The PBM Marketplace is More Competitive, Not Less

Two years ago, I highlighted a new dataset of pharmacy benefit companies that showed a robust PBM market. Updating that dataset gives us a look at how the landscape has changed. Indeed, a fresh look at the pharmacy benefit company industry shows it’s evolving. Last year, on The Pharmacy Benefit podcast, titled “Competition in the PBM Marketplace,”  PCMA President and CEO JC Scott interviewed two CEOs, Abarca’s Jason Borschow and Maxor’s Mike Ellis. Both said that PBM competition is healthy, with Jason describing the market as more competitive now than 15 years ago.

In 2023, there are 73 full-service pharmacy benefit companies in the marketplace.

Contrary to the popular narrative that there are just a few pharmacy benefit companies in the marketplace, there are 73 full-service pharmacy benefit companies today. However, this topline number masks some interesting developments in the marketplace. 


The PBM market is dynamic, diverse, and continues to grow. As of March 2023, there are:


Full service pharmacy benefit companies. 

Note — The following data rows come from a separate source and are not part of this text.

use async_trait::async_trait;
use reqwest::header::USER_AGENT;
use reqwest::Client;
use serde::{Deserialize, Serialize};
use tracing::{info, warn};

use crate::config::SelectPdfConfig;
use crate::render::pdflayer::CLIENT_USER_AGENT;
use crate::render::{read_pdf_response, RenderError, RenderedDocument, Renderer, PDF_MEDIA_TYPE};

const SERVICE: &str = "selectpdf";

/// Print-oriented page layout: A4 portrait, no margins, WebKit engine.
#[derive(Debug, Serialize)]
struct ConvertRequest<'a> {
    key: &'a str,
    html: &'a str,
    page_size: &'static str,
    page_orientation: &'static str,
    margin_top: u32,
    margin_right: u32,
    margin_bottom: u32,
    margin_left: u32,
    engine: &'static str,
    page_numbers: bool,
    page_breaks_enhanced_algorithm: bool,
    css_media_type: &'static str,
}

impl<'a> ConvertRequest<'a> {
    fn print_layout(key: &'a str, html: &'a str) -> Self {
        Self {
            key,
            html,
            page_size: "A4",
            page_orientation: "Portrait",
            margin_top: 0,
            margin_right: 0,
            margin_bottom: 0,
            margin_left: 0,
            engine: "WebKit",
            page_numbers: false,
            page_breaks_enhanced_algorithm: true,
            css_media_type: "Print",
        }
    }
}

#[derive(Debug, Deserialize)]
struct UsageResponse {
    available: i64,
}

/// SelectPdf HTML-to-PDF API. After each successful conversion the remaining
/// monthly allowance is looked up in the background and logged.
pub struct SelectPdfRenderer {
    client: Client,
    config: SelectPdfConfig,
}

impl SelectPdfRenderer {
    pub fn new(config: SelectPdfConfig) -> Result<Self, RenderError> {
        let client = Client::builder()
            .timeout(config.timeout)
            .build()
            .map_err(|e| RenderError::from_reqwest(SERVICE, e))?;
        Ok(Self { client, config })
    }

    /// Detached usage lookup; its outcome never affects the render result.
    fn log_remaining_conversions(&self) {
        let client = self.client.clone();
        let url = self.config.usage_url.clone();
        let key = self.config.licence_key.clone();

        tokio::spawn(async move {
            let result = async {
                client
                    .get(&url)
                    .query(&[("key", key.as_str()), ("get_history", "False")])
                    .send()
                    .await?
                    .error_for_status()?
                    .json::<UsageResponse>()
                    .await
            }
            .await;

            match result {
                Ok(usage) => info!("SelectPdf conversions remaining this month: {}", usage.available),
                Err(e) => warn!("Could not fetch SelectPdf usage: {e}"),
            }
        });
    }
}

#[async_trait]
impl Renderer for SelectPdfRenderer {
    async fn render(
        &self,
        markup: &str,
        _document_name: &str,
    ) -> Result<RenderedDocument, RenderError> {
        if markup.trim().is_empty() {
            return Err(RenderError::NoMarkup);
        }

        let response = self
            .client
            .post(&self.config.url)
            .header(USER_AGENT, CLIENT_USER_AGENT)
            .json(&ConvertRequest::print_layout(&self.config.licence_key, markup))
            .send()
            .await
            .map_err(|e| RenderError::from_reqwest(SERVICE, e))?;

        let binary = read_pdf_response(SERVICE, response).await?;
        info!("SelectPdf conversion succeeded, size: {} bytes", binary.len());

        self.log_remaining_conversions();

        Ok(RenderedDocument {
            markup: markup.to_string(),
            binary,
            media_type: PDF_MEDIA_TYPE.to_string(),
        })
    }

    fn name(&self) -> &'static str {
        SERVICE
    }
}

#[cfg(test)]
mod tests {
    use super::*;
    use crate::testing::{spawn_fake_service, FAKE_PDF, VALID_HTML};
    use axum::{
        http::{header, StatusCode},
        routing::{get, post},
        Json, Router,
    };
    use serde_json::{json, Value};
    use std::sync::atomic::{AtomicUsize, Ordering};
    use std::sync::Arc;
    use std::time::Duration;

    fn renderer(base: &str) -> SelectPdfRenderer {
        SelectPdfRenderer::new(SelectPdfConfig {
            licence_key: "sp-key".to_string(),
            url: format!("{base}/api2/convert/"),
            usage_url: format!("{base}/api2/usage/"),
            timeout: Duration::from_secs(5),
        })
        .unwrap()
    }

    #[test]
    fn test_print_layout_request_shape() {
        let value = serde_json::to_value(ConvertRequest::print_layout("k", "<html/>")).unwrap();
        assert_eq!(value["page_size"], "A4");
        assert_eq!(value["page_orientation"], "Portrait");
        assert_eq!(value["margin_left"], 0);
        assert_eq!(value["engine"], "WebKit");
        assert_eq!(value["page_numbers"], false);
        assert_eq!(value["css_media_type"], "Print");
    }

    #[tokio::test]
    async fn test_render_returns_pdf_and_checks_usage() {
        let usage_calls = Arc::new(AtomicUsize::new(0));
        let usage_counter = usage_calls.clone();

        let router = Router::new()
            .route(
                "/api2/convert/",
                post(|Json(body): Json<Value>| async move {
                    assert_eq!(body["key"], "sp-key");
                    assert!(body["html"].as_str().unwrap().contains("<html lang=\"en\">"));
                    ([(header::CONTENT_TYPE, "application/pdf")], FAKE_PDF)
                }),
            )
            .route(
                "/api2/usage/",
                get(move || {
                    usage_counter.fetch_add(1, Ordering::SeqCst);
                    async { Json(json!({"available": 194, "limit": 200})) }
                }),
            );
        let base = spawn_fake_service(router).await;

        let document = renderer(&base).render(VALID_HTML, "cv.pdf").await.unwrap();
        assert_eq!(&document.binary[..], FAKE_PDF);

        for _ in 0..50 {
            if usage_calls.load(Ordering::SeqCst) > 0 {
                break;
            }
            tokio::time::sleep(Duration::from_millis(20)).await;
        }
        assert_eq!(usage_calls.load(Ordering::SeqCst), 1);
    }

    #[tokio::test]
    async fn test_usage_failure_does_not_fail_render() {
        let router = Router::new()
            .route(
                "/api2/convert/",
                post(|| async { ([(header::CONTENT_TYPE, "application/pdf")], FAKE_PDF) }),
            )
            .route(
                "/api2/usage/",
                get(|| async { StatusCode::INTERNAL_SERVER_ERROR }),
            );
        let base = spawn_fake_service(router).await;

        assert!(renderer(&base).render(VALID_HTML, "cv.pdf").await.is_ok());
    }

    #[tokio::test]
    async fn test_licence_error_is_render_error() {
        let router = Router::new().route(
            "/api2/convert/",
            post(|| async { (StatusCode::UNAUTHORIZED, "License key is not valid") }),
        );
        let base = spawn_fake_service(router).await;

        let err = renderer(&base)
            .render(VALID_HTML, "cv.pdf")
            .await
            .unwrap_err();
        assert!(matches!(err, RenderError::Status { status: 401, .. }));
        assert_eq!(err.details().as_deref(), Some("License key is not valid"));
    }
}
// Stage 1: résumé + role → structured Evaluation.
// The model call goes through llm_client; parsing never trusts the model.

pub mod handlers;
pub mod models;
pub mod parser;
pub mod prompts;
//! Document checks applied to generated markup before it is sent to a paid
//! rendering service.

use crate::llm_client::strip_code_fences;

const DEFAULT_FILENAME: &str = "rewritten_cv.pdf";

/// Strips wrapping code fences and surrounding whitespace from model output.
pub fn clean_markup(raw: &str) -> String {
    strip_code_fences(raw).to_string()
}

/// True when the markup is a complete HTML document: a doctype declaration
/// plus an `<html>` start tag with a non-empty `lang` attribute. Fences and
/// surrounding whitespace are ignored.
pub fn is_valid_document(markup: &str) -> bool {
    let lower = strip_code_fences(markup).to_ascii_lowercase();
    lower.contains("<!doctype html") && has_language_tagged_root(&lower)
}

/// Expects lowercased input.
fn has_language_tagged_root(lower: &str) -> bool {
    let mut rest = lower;
    while let Some(start) = rest.find("<html") {
        let after = &rest[start + "<html".len()..];
        let Some(end) = tag_end(after) else {
            return false;
        };
        let attributes = &after[..end];
        // `<html>` or `<html lang=...>`, not `<htmlfoo>`.
        let is_html_tag = attributes.is_empty() || attributes.starts_with(char::is_whitespace);
        if is_html_tag && has_non_empty_lang(attributes) {
            return true;
        }
        rest = &after[end..];
    }
    false
}

/// Index of the `>` closing a start tag, ignoring any inside quoted values.
fn tag_end(tag: &str) -> Option<usize> {
    let mut quote = None;
    for (i, b) in tag.bytes().enumerate() {
        match (quote, b) {
            (None, b'>') => return Some(i),
            (None, b'"' | b'\'') => quote = Some(b),
            (Some(q), _) if q == b => quote = None,
            _ => {}
        }
    }
    None
}

fn has_non_empty_lang(attributes: &str) -> bool {
    parse_attributes(attributes).into_iter().any(|(name, value)| {
        name == "lang"
            && value
                .and_then(|v| v.trim_start().chars().next())
                .is_some_and(|c| c.is_ascii_alphabetic())
    })
}

/// Splits a start tag's attribute text into `(name, value)` pairs. Quoted
/// values are taken whole, so their contents never read as attributes.
fn parse_attributes(text: &str) -> Vec<(&str, Option<&str>)> {
    let bytes = text.as_bytes();
    let len = bytes.len();
    let skip_whitespace = |mut i: usize| {
        while i < len && bytes[i].is_ascii_whitespace() {
            i += 1;
        }
        i
    };

    let mut attributes = Vec::new();
    let mut i = skip_whitespace(0);
    while i < len {
        let name_start = i;
        while i < len && !bytes[i].is_ascii_whitespace() && bytes[i] != b'=' {
            i += 1;
        }
        let name = &text[name_start..i];

        let after_name = skip_whitespace(i);
        if after_name < len && bytes[after_name] == b'=' {
            let value_start = skip_whitespace(after_name + 1);
            let value = match bytes.get(value_start) {
                Some(&quote @ (b'"' | b'\'')) => {
                    let inner = value_start + 1;
                    let close = text[inner..]
                        .find(quote as char)
                        .map_or(len, |offset| inner + offset);
                    i = (close + 1).min(len);
                    &text[inner..close]
                }
                _ => {
                    i = value_start;
                    while i < len && !bytes[i].is_ascii_whitespace() {
                        i += 1;
                    }
                    &text[value_start..i]
                }
            };
            attributes.push((name, Some(value)));
        } else {
            attributes.push((name, None));
        }
        i = skip_whitespace(i);
    }
    attributes
}

/// Download filename derived from the role, e.g. `backend_engineer_cv.pdf`.
pub fn suggested_filename(role: &str) -> String {
    let slug = role
        .split(|c: char| !c.is_ascii_alphanumeric())
        .filter(|part| !part.is_empty())
        .map(str::to_ascii_lowercase)
        .collect::<Vec<_>>()
        .join("_");

    if slug.is_empty() {
        DEFAULT_FILENAME.to_string()
    } else {
        format!("{slug}_cv.pdf")
    }
}
//! Evaluation Parser: turns raw model output into a validated `Evaluation`.
//!
//! The model is told to return bare JSON, but nothing enforces that at the
//! protocol level. Fences and stray prose are stripped, then every field is
//! checked. Nothing is defaulted: a missing or out-of-range field is
//! `MalformedEvaluation`.

use std::collections::HashSet;
use std::ops::RangeInclusive;

use tracing::warn;

use crate::errors::AppError;
use crate::evaluation::models::Evaluation;
use crate::llm_client::strip_code_fences;

const MAX_SCORE: u32 = 100;

const STRENGTHS_LEN: RangeInclusive<usize> = 3..=5;
const WEAKNESSES_LEN: RangeInclusive<usize> = 3..=5;
const MISSING_SKILLS_LEN: RangeInclusive<usize> = 4..=6;
const RECOMMENDATIONS_LEN: RangeInclusive<usize> = 4..=6;

/// Parses and validates raw completion text into an `Evaluation`.
pub fn parse_evaluation(raw: &str) -> Result<Evaluation, AppError> {
    let text = extract_json_object(strip_code_fences(raw));

    let evaluation: Evaluation = serde_json::from_str(text)
        .map_err(|e| AppError::MalformedEvaluation(format!("Unparseable evaluation: {e}")))?;

    validate_evaluation(evaluation).map_err(AppError::MalformedEvaluation)
}

/// Checks the invariants serde cannot express and normalises keyword sets.
///
/// Returns a description of the first violated rule. List lengths outside the
/// prompt's guidance are logged but accepted.
pub fn validate_evaluation(mut evaluation: Evaluation) -> Result<Evaluation, String> {
    if evaluation.overall_score > MAX_SCORE {
        return Err(format!(
            "overallScore {} is outside 0-{MAX_SCORE}",
            evaluation.overall_score
        ));
    }
    if evaluation.match_percentage > MAX_SCORE {
        return Err(format!(
            "matchPercentage {} is outside 0-{MAX_SCORE}",
            evaluation.match_percentage
        ));
    }
    if evaluation.summary.trim().is_empty() {
        return Err("summary is empty".to_string());
    }

    for (field, len, expected) in [
        ("strengths", evaluation.strengths.len(), STRENGTHS_LEN),
        ("weaknesses", evaluation.weaknesses.len(), WEAKNESSES_LEN),
        ("missingSkills", evaluation.missing_skills.len(), MISSING_SKILLS_LEN),
        (
            "recommendations",
            evaluation.recommendations.len(),
            RECOMMENDATIONS_LEN,
        ),
    ] {
        if !expected.contains(&len) {
            warn!(
                "Evaluation field {field} has {len} items (expected {}-{})",
                expected.start(),
                expected.end()
            );
        }
    }

    dedup_in_place(&mut evaluation.keyword_match.matched);
    dedup_in_place(&mut evaluation.keyword_match.missing);

    Ok(evaluation)
}

/// Returns the outermost `{ ... }` span, dropping stray prose on either side.
fn extract_json_object(text: &str) -> &str {
    match (text.find('{'), text.rfind('}')) {
        (Some(start), Some(end)) if start < end => &text[start..=end],
        _ => text,
    }
}

/// Removes repeated entries, keeping the first occurrence.
fn dedup_in_place(items: &mut Vec<String>) {
    let mut seen = HashSet::new();
    items.retain(|item| seen.insert(item.clone()));
}
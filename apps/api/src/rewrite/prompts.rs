//! Rewrite Prompt Builder: deterministic text assembly, no I/O.

use crate::llm_client::prompts::{
    Prompt, FACTUAL_FIDELITY_INSTRUCTION, SELF_CONTAINED_HTML_INSTRUCTION,
};
use crate::rewrite::models::RewriteRequest;

const REWRITE_SYSTEM_PREAMBLE: &str = "You return valid, complete HTML documents \
    that are optimized for PDF generation.";

const REWRITE_SYSTEM_SUFFIX: &str = "Use semantic HTML5 elements where appropriate.";

const DOCUMENT_REQUIREMENTS: &str = "You are a CV writer, formatter and career consultant. \
Rewrite and structure the following CV into a HTML format.

Create a complete HTML document with the following requirements:
- Start with <!DOCTYPE html>
- Include <html lang=\"en\">, <head>, and <body> tags
- Add proper CSS styling within <style> tags in the head
- Make the design clean, professional, and print-friendly
- Use proper typography and spacing
- Group sections like Education, Experience, Skills, and Contact info clearly
- Format content with appropriate hierarchy and bullet points
- Ensure the layout works well for PDF conversion
- Use web-safe fonts and avoid external dependencies (no links, scripts, web fonts or remote images)

Return ONLY the complete HTML document, no code blocks or explanations.";

const REWRITE_INSTRUCTIONS: &str = "2. Reorganize and reword content to better highlight relevant experience
3. Incorporate missing keywords naturally, and only where they genuinely apply to the candidate's real experience
4. Strengthen weak areas identified in the analysis
5. Emphasize the strengths mentioned in the analysis
6. Use action verbs and quantifiable achievements where the original supports them
7. Tailor the language and focus to match the job role requirements
8. Ensure the CV flows well and maintains professional formatting
9. Keep the same general structure but optimize content presentation
10. Add missing skills only when they can reasonably be inferred from existing experience";

/// Builds the rewrite call from the original text, the role and every field
/// of the evaluation. Identical requests produce byte-identical prompts.
pub fn build_rewrite_prompt(request: &RewriteRequest) -> Prompt {
    let evaluation = &request.evaluation;

    let mut user = String::new();
    user.push_str(DOCUMENT_REQUIREMENTS);
    user.push_str("\n\n");

    user.push_str(&format!("Job Role: {}\n", request.role.trim()));
    if let Some(description) = request.role_description() {
        user.push_str(&format!("Job Description: {description}\n"));
    }

    user.push_str(&format!(
        "\nOriginal CV:\n{}\n\n",
        request.original_text.trim()
    ));

    user.push_str("Analysis Results:\n");
    user.push_str(&format!("- Overall Score: {}%\n", evaluation.overall_score));
    user.push_str(&format!(
        "- Match Percentage: {}%\n",
        evaluation.match_percentage
    ));
    user.push_str(&format!("- Strengths: {}\n", join_or_none(&evaluation.strengths, ", ")));
    user.push_str(&format!("- Weaknesses: {}\n", join_or_none(&evaluation.weaknesses, ", ")));
    user.push_str(&format!(
        "- Missing Skills: {}\n",
        join_or_none(&evaluation.missing_skills, ", ")
    ));
    user.push_str(&format!(
        "- Matched Keywords: {}\n",
        join_or_none(&evaluation.keyword_match.matched, ", ")
    ));
    user.push_str(&format!(
        "- Missing Keywords: {}\n",
        join_or_none(&evaluation.keyword_match.missing, ", ")
    ));
    user.push_str(&format!(
        "- Recommendations: {}\n",
        join_or_none(&evaluation.recommendations, "; ")
    ));
    user.push_str(&format!("- Summary: {}\n\n", evaluation.summary.trim()));

    user.push_str("Instructions for rewriting:\n");
    user.push_str(&format!("1. {FACTUAL_FIDELITY_INSTRUCTION}\n"));
    user.push_str(REWRITE_INSTRUCTIONS);

    Prompt {
        system: format!(
            "{REWRITE_SYSTEM_PREAMBLE} {SELF_CONTAINED_HTML_INSTRUCTION} {REWRITE_SYSTEM_SUFFIX}"
        ),
        user,
    }
}

fn join_or_none(items: &[String], separator: &str) -> String {
    if items.is_empty() {
        "none identified".to_string()
    } else {
        items.join(separator)
    }
}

New full-service pharmacy benefit companies since 2021.

In just two years, six new pharmacy benefit companies entered the marketplace, an almost nine percent increase. The increase in the number of PBMs here matches the increase we saw in the previous dataset with six new pharmacy benefit companies in two years from 2019 to 2021. In 2019, we had a baseline number of 66 full-service PBMs in the marketplace. We added six new companies for our 2021 count and an additional six companies for our 2023 count. Twelve new pharmacy benefit companies in four years are an 18 percent increase in new full-service PBMs.   

And lest anyone believe that I can’t do basic math, it is true that 66 plus 12 does not equal 73. I’ve previously described the increase from 66 to 70, so here I will limit discussion to the changes from 2021 to 2023, ending with 73 full-service pharmacy benefit companies

“I’ve been in the PBM industry for 15 years, it’s very competitive. It’s probably more competitive now compared to then."

- Jason Borschow, Abarca

In 2021, we counted 70 full-service pharmacy benefit companies, and as previously stated, six new ones have entered the marketplace over the last two years. Eight pharmacy benefit companies were acquired by other PBMs – largely through mergers between small or midsize companies, so we are no longer including these in the count. And finally, five pharmacy benefit companies that previously had not been considered “full-service” have added services and now in the count. The math here becomes 70+6-8+5=73. 

One big takeaway from these numbers is how dynamic the pharmacy benefit company
marketplace is both changing and expanding. New companies entering the market create additional competitors and help drive innovation. Not all pharmacy benefit companies are the same. They distinguish themselves through the choices they offer to payers and patients. But what they all have in common is securing affordable and accessible prescription drugs for employers, labor unions, governments, payers, patients, and taxpayers.

PBM business models vary, but in general, they do the following:

Secure prescription drug savings for employers and other health plan sponsors, patients, and taxpayers.

Enable better health outcomes for patients by supporting patient safety and drug adherence through clinical programs and technology.

Provide health plan sponsors a range of choices for quality prescription drug coverage.

The number of companies operating in the market is an important reminder that PBM customers have a number of choices when choosing which company to work with on their pharmacy benefits. And as the number of companies in the marketplace increases, this creates more pharmacy benefit companies competing for business and more choices for employers, labor unions, and other customers.